'''

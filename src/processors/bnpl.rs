use crate::domain::checkout::{PaymentMethod, PaymentOutcome};
use crate::processors::{MethodProcessor, ProcessorRequest};
use anyhow::Result;
use std::time::Duration;

pub struct BnplProcessor {
    pub provider: PaymentMethod,
    pub delay: Duration,
}

#[async_trait::async_trait]
impl MethodProcessor for BnplProcessor {
    fn name(&self) -> &'static str {
        match self.provider {
            PaymentMethod::Affirm => "affirm",
            _ => "klarna",
        }
    }

    async fn process(&self, _request: &ProcessorRequest) -> Result<PaymentOutcome> {
        tokio::time::sleep(self.delay).await;
        Ok(PaymentOutcome::Success)
    }
}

'''

TASK - A count alone is required. How many lines in the entries contain the string "Result"?

RESPONSE TO THIS EXERCISE - 2